Back in the seventies when a new engineer or salesman was hired at Klipsch, part of the on-boarding program was dinner at Paul W. Klipsch’s.
Not long after I started, my wife Becky and I were invited to Paul and Valerie’s relatively modest home. Valerie’s mastery of Austrian cuisine was at work, making dinner outstanding. Strudel for dessert as I recall. After dinner was over libations were in order and Paul stuck with one of his favorites, Glenlivet whiskey.
Shortly we adjourned to the living room to audition his Klipschorn/Belle Klipsch three channel set-up. The Klipschorns were in false corners, as the room had doorways at every corner, not to mention a grand piano. Naturally the program material was reel-to-reel masters that he had recorded. At least some of it was the “Arkansas Sympathy” (his twist on words). Without question it was the finest reproduced music I had ever heard.

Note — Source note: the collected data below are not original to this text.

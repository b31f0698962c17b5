//! # Trailgraph Core
//!
//! Core types and contracts for the Trailgraph knowledge-graph engine.
//!
//! The knowledge graph is derived data: topic clusters and learning items
//! come from a source-record collaborator, and semantic relationships
//! between items come from an external relationship oracle. This crate
//! defines the shared vocabulary the rest of the workspace builds on:
//!
//! - **types** — nodes, edges, identifiers, and the relationship taxonomy
//! - **store** — the `GraphStore` trait (pure storage, no policy)
//! - **fingerprint** — deterministic digest of the source-record set,
//!   used as a staleness signal
//! - **error** — structured error enums instead of panics
//!
//! ## Quick Start
//!
//! ```rust
//! use trailgraph_core::prelude::*;
//!
//! let id = NodeId::topic(42);
//! assert_eq!(id.as_str(), "topic_42");
//!
//! let node = GraphNode::topic(42, "Rust", 0);
//! assert_eq!(node.kind, NodeKind::Topic);
//! ```

pub mod error;
pub mod fingerprint;
pub mod prelude;
pub mod store;
pub mod types;

pub use error::{GraphError, Result};
pub use fingerprint::{fingerprint, Fingerprint};
pub use store::GraphStore;
pub use types::{
    GraphEdge, GraphNode, GraphSnapshot, ItemRecord, NodeId, NodeKind, RelationshipType,
    SourceRecord, TopicRecord, CONTAINS_WEIGHT, MAX_RELATIONSHIP_WEIGHT, MIN_RELATIONSHIP_WEIGHT,
    WEIGHT_FLOOR,
};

After several symphonic selections were savored Paul got up and shuffled over to the equipment rack mumbling about some other material he had. What came next was clearly “out of phase” culturally.
I knew I had made the right decision in moving to Arkansas. We were listening to various verbal descriptions of farts, followed by their sonic signature. I am aware of the “Great Crepitation Contest of 1946” recording and this could have been what we were hearing, but after 36 years I am not certain. If anyone can shed additional light on “farts and their descriptions”, it would be most appreciated.